Wednesday, November 18, 2009

A gift for any true populist

Peter W. Galbraith is a gift that just keeps on giving.


David Warsh does a great job tracing his career and the scandal over his oil deal in Kurdistan.

Galbraith also helped push corruption in Afghanistan into the headlines in this country. Thus, he helped create the current impasse on Gen. Stanley A. McChrystal's recommendations.

Inside the beltway, the deciders might want to downplay the issue because what's a little corruption among the right kind of people. (Hey, he's John Kenneth Galbraith's son, not some hick like Sarah Palin).

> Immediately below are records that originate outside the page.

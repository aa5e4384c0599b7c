//! Event source multiplexer
//!
//! Waits on both input devices at once and runs each event through the
//! translator that belongs to its device. The wait is a readiness wait on
//! the device file descriptors (evdev's tokio `EventStream`), never a poll
//! loop.
//!
//! When both devices have events ready, they are served alternately, one
//! event at a time. The events of a single device always keep their order.

use std::future;
use std::io;

use futures::stream::{self, PollNext, Stream, StreamExt};
use holtek_translator_keymap::Keymap;

use crate::device::DeviceRole;
use crate::error::DaemonError;
use crate::event::RawEvent;
use crate::injector::{self, EventSink};
use crate::remapper::ChordTranslator;

/// One translator per device.
#[derive(Debug, Clone)]
pub struct Translators {
    keyboard: ChordTranslator,
    mouse: ChordTranslator,
}

impl Translators {
    pub fn new(keymap: Keymap) -> Self {
        Self {
            keyboard: ChordTranslator::new(keymap),
            mouse: ChordTranslator::new(keymap),
        }
    }

    pub fn get_mut(&mut self, role: DeviceRole) -> &mut ChordTranslator {
        match role {
            DeviceRole::Keyboard => &mut self.keyboard,
            DeviceRole::Mouse => &mut self.mouse,
        }
    }
}

/// Tag a device stream with its role and turn its end into an error.
fn tagged<S>(role: DeviceRole, events: S) -> impl Stream<Item = (DeviceRole, io::Result<RawEvent>)>
where
    S: Stream<Item = io::Result<evdev::InputEvent>>,
{
    let closed = stream::once(future::ready(Err(io::Error::new(
        io::ErrorKind::UnexpectedEof,
        "event stream closed",
    ))));

    events
        .map(|item| item.map(RawEvent::from))
        .chain(closed)
        .map(move |item| (role, item))
}

/// Alternate which side is polled first on every poll.
fn round_robin(last: &mut PollNext) -> PollNext {
    last.toggle()
}

/// Translate events from both devices until one of them fails.
///
/// Every produced event is forwarded to `sink` as soon as it is translated.
/// A device whose stream ends counts as lost.
pub async fn run<K, M, S>(
    keyboard: K,
    mouse: M,
    translators: &mut Translators,
    sink: &mut S,
) -> Result<(), DaemonError>
where
    K: Stream<Item = io::Result<evdev::InputEvent>>,
    M: Stream<Item = io::Result<evdev::InputEvent>>,
    S: EventSink + ?Sized,
{
    let merged = stream::select_with_strategy(
        tagged(DeviceRole::Keyboard, keyboard),
        tagged(DeviceRole::Mouse, mouse),
        round_robin,
    );
    let mut merged = std::pin::pin!(merged);

    tracing::info!("Translating events");

    while let Some((role, item)) = merged.next().await {
        let event = item.map_err(|source| DaemonError::DeviceLost { role, source })?;

        match translators.get_mut(role).process(&event).into_event() {
            Some(output) => {
                tracing::debug!("{}: {} => {}", role, event, output);
                injector::forward(sink, &output)?;
            }
            None => tracing::trace!("{}: {} dropped", role, event),
        }
    }

    // Not reached: each tagged stream ends with an error item.
    Ok(())
}

#[cfg(test)]
mod tests {
    use evdev::{EventType, InputEvent, Key};
    use holtek_translator_keymap::{holtek_keymap, ModifierMask};

    use super::*;
    use crate::event::event_value::{PRESS, RELEASE, REPEAT};
    use crate::injector::testing::RecordingSink;

    fn key(key: Key, value: i32) -> io::Result<InputEvent> {
        Ok(InputEvent::new(EventType::KEY, key.code(), value))
    }

    fn syn() -> io::Result<InputEvent> {
        Ok(InputEvent::new(EventType::SYNCHRONIZATION, 0, 0))
    }

    fn codes(sink: &RecordingSink) -> Vec<(Key, i32)> {
        sink.events()
            .iter()
            .map(|event| (event.key_code(), event.value))
            .collect()
    }

    #[tokio::test]
    async fn test_chord_from_keyboard_is_translated() {
        let keyboard = stream::iter(vec![
            key(Key::KEY_LEFTCTRL, PRESS),
            syn(),
            key(Key::KEY_G, PRESS),
            syn(),
            key(Key::KEY_G, REPEAT),
            syn(),
            key(Key::KEY_LEFTCTRL, RELEASE),
            syn(),
            key(Key::KEY_G, RELEASE),
            syn(),
        ]);
        let mouse = stream::pending();
        let mut translators = Translators::new(holtek_keymap());
        let mut sink = RecordingSink::default();

        let result = tokio::time::timeout(
            std::time::Duration::from_millis(200),
            run(keyboard, mouse, &mut translators, &mut sink),
        )
        .await;

        // The keyboard stream ends, which counts as losing the device.
        match result {
            Ok(Err(DaemonError::DeviceLost { role, source })) => {
                assert_eq!(role, DeviceRole::Keyboard);
                assert_eq!(source.kind(), io::ErrorKind::UnexpectedEof);
            }
            other => panic!("expected keyboard loss, got {:?}", other),
        }
        let program = holtek_keymap()
            .find_chord(ModifierMask::CTRL, Key::KEY_G)
            .map(|rule| rule.output)
            .unwrap();
        assert_eq!(codes(&sink), vec![(program, PRESS), (program, RELEASE)]);
        assert!(sink.is_flushed_per_event());
    }

    #[tokio::test]
    async fn test_both_devices_keep_their_own_order() {
        let keyboard = stream::iter(vec![
            key(Key::KEY_UP, PRESS),
            key(Key::KEY_UP, RELEASE),
            key(Key::KEY_DOWN, PRESS),
            key(Key::KEY_DOWN, RELEASE),
        ])
        .chain(stream::pending());
        let mouse = stream::iter(vec![
            key(Key::BTN_RIGHT, PRESS),
            key(Key::BTN_RIGHT, RELEASE),
        ])
        .chain(stream::pending());
        let mut translators = Translators::new(holtek_keymap());
        let mut sink = RecordingSink::default();

        let result = tokio::time::timeout(
            std::time::Duration::from_millis(100),
            run(keyboard, mouse, &mut translators, &mut sink),
        )
        .await;
        assert!(result.is_err(), "run should still be waiting for input");

        let info = holtek_keymap()
            .find_chord(ModifierMask::EMPTY, Key::BTN_RIGHT)
            .map(|rule| rule.output)
            .unwrap();
        let output = codes(&sink);
        let keyboard_out: Vec<_> = output.iter().copied().filter(|(k, _)| *k != info).collect();
        let mouse_out: Vec<_> = output.iter().copied().filter(|(k, _)| *k == info).collect();

        assert_eq!(
            keyboard_out,
            vec![
                (Key::KEY_UP, PRESS),
                (Key::KEY_UP, RELEASE),
                (Key::KEY_DOWN, PRESS),
                (Key::KEY_DOWN, RELEASE),
            ]
        );
        assert_eq!(mouse_out, vec![(info, PRESS), (info, RELEASE)]);
        assert!(sink.is_flushed_per_event());
    }

    #[tokio::test]
    async fn test_simultaneous_events_alternate() {
        let keyboard = stream::iter(vec![key(Key::KEY_1, PRESS), key(Key::KEY_2, PRESS)])
            .chain(stream::pending());
        let mouse = stream::iter(vec![key(Key::KEY_3, PRESS), key(Key::KEY_4, PRESS)])
            .chain(stream::pending());
        let mut translators = Translators::new(holtek_keymap());
        let mut sink = RecordingSink::default();

        let _ = tokio::time::timeout(
            std::time::Duration::from_millis(50),
            run(keyboard, mouse, &mut translators, &mut sink),
        )
        .await;

        assert_eq!(
            codes(&sink),
            vec![
                (Key::KEY_1, PRESS),
                (Key::KEY_3, PRESS),
                (Key::KEY_2, PRESS),
                (Key::KEY_4, PRESS),
            ]
        );
    }

    #[tokio::test]
    async fn test_modifier_state_is_per_device() {
        // Ctrl held on the keyboard must not turn a mouse-side G into a chord.
        let keyboard = stream::iter(vec![key(Key::KEY_LEFTCTRL, PRESS)]).chain(stream::pending());
        let mouse = stream::iter(vec![key(Key::KEY_G, PRESS)]).chain(stream::pending());
        let mut translators = Translators::new(holtek_keymap());
        let mut sink = RecordingSink::default();

        let _ = tokio::time::timeout(
            std::time::Duration::from_millis(50),
            run(keyboard, mouse, &mut translators, &mut sink),
        )
        .await;

        assert_eq!(codes(&sink), vec![(Key::KEY_G, PRESS)]);
        assert!(translators.get_mut(DeviceRole::Mouse).modifiers().is_empty());
        assert!(!translators.get_mut(DeviceRole::Keyboard).modifiers().is_empty());
    }

    #[tokio::test]
    async fn test_read_error_is_fatal() {
        let keyboard = stream::pending();
        let mouse = stream::iter(vec![
            key(Key::BTN_RIGHT, PRESS),
            Err(io::Error::from_raw_os_error(19)),
            key(Key::BTN_RIGHT, RELEASE),
        ]);
        let mut translators = Translators::new(holtek_keymap());
        let mut sink = RecordingSink::default();

        let err = run(keyboard, mouse, &mut translators, &mut sink)
            .await
            .unwrap_err();

        match err {
            DaemonError::DeviceLost { role, source } => {
                assert_eq!(role, DeviceRole::Mouse);
                assert_eq!(source.raw_os_error(), Some(19));
            }
            other => panic!("expected DeviceLost, got {:?}", other),
        }
        assert_eq!(sink.events().len(), 1, "Nothing after the failure is forwarded");
    }
}
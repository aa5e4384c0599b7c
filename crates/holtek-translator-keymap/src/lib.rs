//! Chord mapping table for the Holtek remote translator
//!
//! This crate holds the static data the daemon translates with: which keys
//! are modifiers, which modifier chords become which media key, and the keys
//! the virtual output device advertises.

mod error;
mod model;
mod table;
mod validate;

pub use error::KeymapError;
pub use model::*;
pub use table::{holtek_keymap, HOLTEK_PATHS, VIRTUAL_DEVICE_NAME};
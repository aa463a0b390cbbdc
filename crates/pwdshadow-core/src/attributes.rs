//! Attribute catalog and the process-wide identity table.
//!
//! Every attribute the engine reads or writes is resolved once to an
//! [`AttributeId`]. The table is built lazily on first access behind a
//! [`OnceLock`] and is read-only afterwards, so concurrent requests share it
//! without locking.
//!
//! The built-in catalog covers:
//! - pwdShadow generated attributes and their controls
//! - password policy attributes (draft-behera-ldap-password-policy)
//! - NIS shadow attributes (RFC 2307)
//! - `userPassword` (RFC 2256)

use std::collections::HashMap;
use std::fmt;
use std::sync::OnceLock;

use serde::{Deserialize, Serialize};
use tracing::{debug, warn};

use crate::errors::{CoreError, Result};

/// Attribute names known to the built-in catalog.
pub mod names {
    /// Generated `shadowLastChange` equivalent.
    pub const PWD_SHADOW_LAST_CHANGE: &str = "pwdShadowLastChange";
    /// Generated `shadowMin` equivalent.
    pub const PWD_SHADOW_MIN: &str = "pwdShadowMin";
    /// Generated `shadowMax` equivalent.
    pub const PWD_SHADOW_MAX: &str = "pwdShadowMax";
    /// Generated `shadowWarning` equivalent.
    pub const PWD_SHADOW_WARNING: &str = "pwdShadowWarning";
    /// Generated `shadowInactive` equivalent.
    pub const PWD_SHADOW_INACTIVE: &str = "pwdShadowInactive";
    /// Generated `shadowExpire` equivalent.
    pub const PWD_SHADOW_EXPIRE: &str = "pwdShadowExpire";
    /// Generated `shadowFlag` equivalent.
    pub const PWD_SHADOW_FLAG: &str = "pwdShadowFlag";
    /// Per-record switch enabling generation.
    pub const PWD_SHADOW_GENERATE: &str = "pwdShadowGenerate";
    /// Policy switch enabling computed expiration.
    pub const PWD_SHADOW_AUTO_EXPIRE: &str = "pwdShadowAutoExpire";
    /// Default policy pointer attribute.
    pub const PWD_SHADOW_POLICY_SUBENTRY: &str = "pwdShadowPolicySubentry";

    /// Time of the last password change.
    pub const PWD_CHANGED_TIME: &str = "pwdChangedTime";
    /// Time after which the account may not authenticate.
    pub const PWD_END_TIME: &str = "pwdEndTime";
    /// Seconds before expiry during which warnings are sent.
    pub const PWD_EXPIRE_WARNING: &str = "pwdExpireWarning";
    /// Seconds after expiry during which grace binds are allowed.
    pub const PWD_GRACE_EXPIRY: &str = "pwdGraceExpiry";
    /// Maximum password age in seconds.
    pub const PWD_MAX_AGE: &str = "pwdMaxAge";
    /// Minimum password age in seconds.
    pub const PWD_MIN_AGE: &str = "pwdMinAge";
    /// Password policy pointer used by the ppolicy overlay.
    pub const PWD_POLICY_SUBENTRY: &str = "pwdPolicySubentry";

    /// RFC 2307 `shadowExpire`.
    pub const SHADOW_EXPIRE: &str = "shadowExpire";
    /// RFC 2307 `shadowFlag`.
    pub const SHADOW_FLAG: &str = "shadowFlag";
    /// RFC 2307 `shadowInactive`.
    pub const SHADOW_INACTIVE: &str = "shadowInactive";
    /// RFC 2307 `shadowLastChange`.
    pub const SHADOW_LAST_CHANGE: &str = "shadowLastChange";
    /// RFC 2307 `shadowMax`.
    pub const SHADOW_MAX: &str = "shadowMax";
    /// RFC 2307 `shadowMin`.
    pub const SHADOW_MIN: &str = "shadowMin";
    /// RFC 2307 `shadowWarning`.
    pub const SHADOW_WARNING: &str = "shadowWarning";

    /// RFC 2256 `userPassword`.
    pub const USER_PASSWORD: &str = "userPassword";
}

/// LDAP attribute syntaxes relevant to conversion.
#[derive(Clone, Copy, Debug, PartialEq, Eq, Hash, Serialize, Deserialize)]
#[serde(rename_all = "camelCase")]
pub enum Syntax {
    /// `1.3.6.1.4.1.1466.115.121.1.7`
    Boolean,
    /// `1.3.6.1.4.1.1466.115.121.1.27`
    Integer,
    /// `1.3.6.1.4.1.1466.115.121.1.24`
    GeneralizedTime,
    /// `1.3.6.1.4.1.1466.115.121.1.12`
    DistinguishedName,
    /// `1.3.6.1.4.1.1466.115.121.1.15`
    DirectoryString,
    /// `1.3.6.1.4.1.1466.115.121.1.40`
    OctetString,
}

impl Syntax {
    /// Numeric OID of the syntax.
    pub fn oid(self) -> &'static str {
        match self {
            Self::Boolean => "1.3.6.1.4.1.1466.115.121.1.7",
            Self::Integer => "1.3.6.1.4.1.1466.115.121.1.27",
            Self::GeneralizedTime => "1.3.6.1.4.1.1466.115.121.1.24",
            Self::DistinguishedName => "1.3.6.1.4.1.1466.115.121.1.12",
            Self::DirectoryString => "1.3.6.1.4.1.1466.115.121.1.15",
            Self::OctetString => "1.3.6.1.4.1.1466.115.121.1.40",
        }
    }

    /// RFC 4517 description.
    pub fn description(self) -> &'static str {
        match self {
            Self::Boolean => "Boolean",
            Self::Integer => "INTEGER",
            Self::GeneralizedTime => "Generalized Time",
            Self::DistinguishedName => "DN",
            Self::DirectoryString => "Directory String",
            Self::OctetString => "Octet String",
        }
    }
}

impl fmt::Display for Syntax {
    fn fmt(&self, f: &mut fmt::Formatter<'_>) -> fmt::Result {
        f.write_str(self.description())
    }
}

/// Stable identity of an attribute type within the identity table.
#[derive(Clone, Copy, Debug, PartialEq, Eq, Hash, PartialOrd, Ord, Serialize, Deserialize)]
#[serde(transparent)]
pub struct AttributeId(u16);

impl AttributeId {
    /// Position of the attribute in its registry.
    pub fn index(self) -> usize {
        usize::from(self.0)
    }
}

impl fmt::Display for AttributeId {
    fn fmt(&self, f: &mut fmt::Formatter<'_>) -> fmt::Result {
        match registry().get(*self) {
            Some(at) => f.write_str(&at.name),
            None => write!(f, "#{}", self.0),
        }
    }
}

/// Declaration of one attribute type.
#[derive(Clone, Debug, PartialEq, Eq, Serialize, Deserialize)]
#[serde(rename_all = "camelCase")]
pub struct AttributeType {
    /// Canonical attribute name.
    pub name: String,
    /// Numeric OID.
    pub oid: String,
    /// Declared value syntax.
    pub syntax: Syntax,
}

impl AttributeType {
    /// Create an attribute type declaration.
    pub fn new(name: impl Into<String>, oid: impl Into<String>, syntax: Syntax) -> Self {
        Self {
            name: name.into(),
            oid: oid.into(),
            syntax,
        }
    }
}

/// `(name, oid, syntax)`
const BUILTIN: &[(&str, &str, Syntax)] = &[
    // pwdShadow generated attributes
    (names::PWD_SHADOW_LAST_CHANGE, "1.3.6.1.4.1.27893.4.2.1.5", Syntax::Integer),
    (names::PWD_SHADOW_MIN, "1.3.6.1.4.1.27893.4.2.1.6", Syntax::Integer),
    (names::PWD_SHADOW_MAX, "1.3.6.1.4.1.27893.4.2.1.7", Syntax::Integer),
    (names::PWD_SHADOW_WARNING, "1.3.6.1.4.1.27893.4.2.1.8", Syntax::Integer),
    (names::PWD_SHADOW_INACTIVE, "1.3.6.1.4.1.27893.4.2.1.9", Syntax::Integer),
    (names::PWD_SHADOW_EXPIRE, "1.3.6.1.4.1.27893.4.2.1.10", Syntax::Integer),
    (names::PWD_SHADOW_FLAG, "1.3.6.1.4.1.27893.4.2.1.11", Syntax::Integer),
    // pwdShadow controls
    (names::PWD_SHADOW_GENERATE, "1.3.6.1.4.1.27893.4.2.2.1", Syntax::Boolean),
    (names::PWD_SHADOW_AUTO_EXPIRE, "1.3.6.1.4.1.27893.4.2.2.2", Syntax::Boolean),
    (
        names::PWD_SHADOW_POLICY_SUBENTRY,
        "1.3.6.1.4.1.27893.4.2.2.3",
        Syntax::DistinguishedName,
    ),
    // password policy
    (names::PWD_MIN_AGE, "1.3.6.1.4.1.42.2.27.8.1.2", Syntax::Integer),
    (names::PWD_MAX_AGE, "1.3.6.1.4.1.42.2.27.8.1.3", Syntax::Integer),
    (names::PWD_EXPIRE_WARNING, "1.3.6.1.4.1.42.2.27.8.1.7", Syntax::Integer),
    (names::PWD_CHANGED_TIME, "1.3.6.1.4.1.42.2.27.8.1.16", Syntax::GeneralizedTime),
    (
        names::PWD_POLICY_SUBENTRY,
        "1.3.6.1.4.1.42.2.27.8.1.23",
        Syntax::DistinguishedName,
    ),
    (names::PWD_END_TIME, "1.3.6.1.4.1.42.2.27.8.1.28", Syntax::GeneralizedTime),
    (names::PWD_GRACE_EXPIRY, "1.3.6.1.4.1.42.2.27.8.1.30", Syntax::Integer),
    // RFC 2307
    (names::SHADOW_LAST_CHANGE, "1.3.6.1.1.1.1.5", Syntax::Integer),
    (names::SHADOW_MIN, "1.3.6.1.1.1.1.6", Syntax::Integer),
    (names::SHADOW_MAX, "1.3.6.1.1.1.1.7", Syntax::Integer),
    (names::SHADOW_WARNING, "1.3.6.1.1.1.1.8", Syntax::Integer),
    (names::SHADOW_INACTIVE, "1.3.6.1.1.1.1.9", Syntax::Integer),
    (names::SHADOW_EXPIRE, "1.3.6.1.1.1.1.10", Syntax::Integer),
    (names::SHADOW_FLAG, "1.3.6.1.1.1.1.11", Syntax::Integer),
    // RFC 2256
    (names::USER_PASSWORD, "2.5.4.35", Syntax::OctetString),
];

/// Immutable table of attribute types keyed by case-insensitive name.
#[derive(Clone, Debug)]
pub struct AttributeRegistry {
    types: Vec<AttributeType>,
    by_name: HashMap<String, AttributeId>,
}

impl AttributeRegistry {
    /// Registry holding only the built-in catalog.
    pub fn builtin() -> Self {
        Self::with_extra(Vec::new())
    }

    /// Registry holding the built-in catalog plus `extra` declarations.
    ///
    /// An extra declaration whose name collides with an existing one is
    /// skipped.
    pub fn with_extra(extra: impl IntoIterator<Item = AttributeType>) -> Self {
        let mut registry = Self {
            types: Vec::with_capacity(BUILTIN.len()),
            by_name: HashMap::new(),
        };

        for &(name, oid, syntax) in BUILTIN {
            registry.insert(AttributeType::new(name, oid, syntax));
        }

        for at in extra {
            if registry.lookup(&at.name).is_some() {
                warn!(attribute = %at.name, "duplicate attribute type ignored");
                continue;
            }
            registry.insert(at);
        }

        debug!(count = registry.types.len(), "attribute registry built");
        registry
    }

    fn insert(&mut self, at: AttributeType) {
        let Ok(raw) = u16::try_from(self.types.len()) else {
            warn!(attribute = %at.name, "attribute registry full");
            return;
        };
        let _ = self.by_name.insert(at.name.to_ascii_lowercase(), AttributeId(raw));
        self.types.push(at);
    }

    /// Resolve a name (case-insensitive) to its identity.
    pub fn lookup(&self, name: &str) -> Option<AttributeId> {
        self.by_name.get(&name.to_ascii_lowercase()).copied()
    }

    /// Resolve a name, failing with [`CoreError::UnknownAttribute`].
    pub fn require(&self, name: &str) -> Result<AttributeId> {
        self.lookup(name)
            .ok_or_else(|| CoreError::UnknownAttribute(name.to_owned()))
    }

    /// Declaration for an identity.
    pub fn get(&self, id: AttributeId) -> Option<&AttributeType> {
        self.types.get(id.index())
    }

    /// Canonical name for an identity, or `"<unknown>"`.
    pub fn name(&self, id: AttributeId) -> &str {
        self.get(id).map_or("<unknown>", |at| at.name.as_str())
    }

    /// Number of registered attribute types.
    pub fn len(&self) -> usize {
        self.types.len()
    }

    /// Whether the registry is empty.
    pub fn is_empty(&self) -> bool {
        self.types.is_empty()
    }
}

/// Global identity table.
static REGISTRY: OnceLock<AttributeRegistry> = OnceLock::new();

/// Get the global identity table, building the built-in catalog on first use.
pub fn registry() -> &'static AttributeRegistry {
    REGISTRY.get_or_init(AttributeRegistry::builtin)
}

/// Build the global identity table with site-specific extra declarations.
///
/// Must run before the first call to [`registry`]; afterwards the table is
/// immutable and this returns [`CoreError::RegistryInitialized`].
pub fn init_registry(extra: Vec<AttributeType>) -> Result<()> {
    let mut built = false;
    let _ = REGISTRY.get_or_init(|| {
        built = true;
        AttributeRegistry::with_extra(extra)
    });
    if built {
        Ok(())
    } else {
        Err(CoreError::RegistryInitialized)
    }
}

// ─────────────────────────────────────────────────────────────────────────────
// Tests
// ─────────────────────────────────────────────────────────────────────────────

Warsh, though, shows why these peccadilloes have big consequences:

Galbraith’s enthusiasm for Kurdish independence always undermined Bash administration war aims in Iraq – there’s nothing new about that. But the the disclosure of his financial involvement in Kurdish affairs muddies the issue because it impairs American credibility in Iraq. Faisal Amin al-Istrabadi, one of the architects of the law that governed Iraq after the US ceded control in 2004, told the Times reporters, “The idea that an oil company was participating in the drafting of the Iraqi Constitution leaves me speechless.”


Of course, the same thing happened with Russia during the 1990s (Warsh discussed that in his article). American interests took a hit while insiders tried to get rich.

Worst of all, the press largely ignored the story. (Lawrence Summers is one of the righteous DC elect you see). How bad is Washington's memory?

Deputy Treasury Secretary Lawrence Summers provided some measure of cover for his old friend Shleifer when the Harvard scandal broke in 1997. After becoming president of Harvard University, in 2001, he again shielded Shleifer from the consequences of an ultimately successful Justice Department law suit. And as chief economic strategist for the Obama administration, he enlisted Nancy Zimmerman, Shleifer’s wife and a successful hedge fund operator, in a “kitchen cabinet” of informal advisers, according to a Times dispatch earlier this year. The story of Harvard’s Russia scandal is barely known outside a limited circle of specialists in foreign aid.


Yes, by all means. Let's have more stories about Carrie Prejean and her sex tapes. Let's set 11 journalists to work "fact checking" a book by a former VP candidate. Clearly there are no real stories to cover in Washington.